End-of-life planning will address this, discuss it, and seek to gain a clear understanding of what a person wants to happen, anything they do not wish to happen and to define who can speak for them in the event they become unable to do so for themselves.
Important End of Life Planning Practicalities
Planning ahead benefits the individual as well as their families, loved ones, and carers. It can offer peace of mind, knowing that the people who are close to an individual will be looked after once a person passes away. In this section, we discuss some of the practicalities that should be taken care of.
Notarizing Durable Power of Attorney
One of the elements of an advance directive is a durable power of Attorney.
This is a legal document that defines a health care proxy, which is a named person who you trust to make important medical decisions on your behalf.
They are known as a surrogate, proxy, representative, or agent, and they need to be fully informed of your wishes.
You can choose a proxy as well as, or instead of a living will.
If a person does not want to outline specific health decisions in writing, having a named agent to make decisions on their behalf can be an alternative solution.
Formulating Advanced Health Care Directives
As part of the advanced care planning process, certain decisions about specific medical preferences are made ahead of time.
Outlining these preferences and informing health care providers and the family of an individual’s wishes is also known as an advanced directive.
This legal document will only take effect if a person is unable to speak for themselves.
Typically, preferences regarding CPR, organ and tissue donation, or DNR orders are included within an advanced directive.
The decision about where an individual would want to spend their last moments could also be included within these documents.
Legal and Financial Matters
Every situation and every family are unique. As such, to avoid any ill-feeling or family disputes once a person is no longer here, it is essential to make a clear will as soon as possible.
Legal guidance is always advised for matters relating to a person’s legal and financial affairs.
This is something else that can be handled ahead of time, and once in place, it offers peace of mind to the individual and their family.
The type of service, whether a person prefers a burial vs. cremation, the music, who should attend; oftentimes, planning these details offers reassurance and prevents any misunderstanding or family disputes regarding what an individual may have wanted.
Writing an End of Life Plan
At Conscious Aging Solutions, our team understands the myriad of difficult choices an individual will need to make when planning the end of life.
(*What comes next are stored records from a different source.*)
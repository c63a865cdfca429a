//! Data models for the storefront catalog.
//!
//! This module contains the typed records the catalog is made of. Each record
//! is deserialized from the backend's JSON and then prepared (validated and
//! coerced) before anything else sees it, so downstream code can rely on the
//! invariants documented on each type.

pub mod compatibility;
pub mod product;
pub mod record_id;
pub mod redirect;
pub mod track_size;

// Re-export all model types
pub use compatibility::CompatibilityRecord;
pub use product::Product;
pub use record_id::RecordId;
pub use redirect::{Redirect, RedirectKind};
pub use track_size::{Dimensions, SizeCode, TrackSize};

use anyhow::Result;

/// A record type that can be loaded from a catalog collection.
pub trait CatalogRecord: serde::de::DeserializeOwned {
    /// Human-readable collection name used in log and error messages.
    const KIND: &'static str;

    /// Validates the record and fills in derivable fields.
    ///
    /// Records that fail preparation are rejected at the load boundary.
    fn prepare(&mut self) -> Result<()>;

    /// Whether the record is part of the public storefront view.
    fn is_active(&self) -> bool {
        true
    }
}

pub(crate) const fn default_true() -> bool {
    true
}
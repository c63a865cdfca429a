//! CLI command handlers for TrackFinder.
//!
//! This module provides headless, scriptable access to the catalog
//! operations for automation, testing, and CI/CD integration.

pub mod brand;
pub mod check;
pub mod common;
pub mod config;
pub mod machines;
pub mod products;
pub mod redirect;
pub mod sizes;

// Re-export types used by main.rs and tests
pub use brand::BrandArgs;
pub use check::CheckArgs;
pub use common::{CatalogSource, CliError, CliResult, ExitCode};
pub use config::ConfigArgs;
pub use machines::MachinesArgs;
pub use products::ProductsArgs;
pub use redirect::RedirectArgs;
pub use sizes::{ConvertArgs, FitsArgs, SizesArgs};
Our team can help you by supporting a constructive discussion, talking you through each and every option, and ensuring your values, wishes, and needs are fully understood and accounted for.
We will then produce your plan and ensure any parties you wish to inform are given a copy to keep.
Planning ahead, talking about key matters, and writing everything down will ensure that your wishes are respected and clear.
It means you are more likely to get the specific care you want in a place of your choosing should you become unwell or can no longer speak for yourself.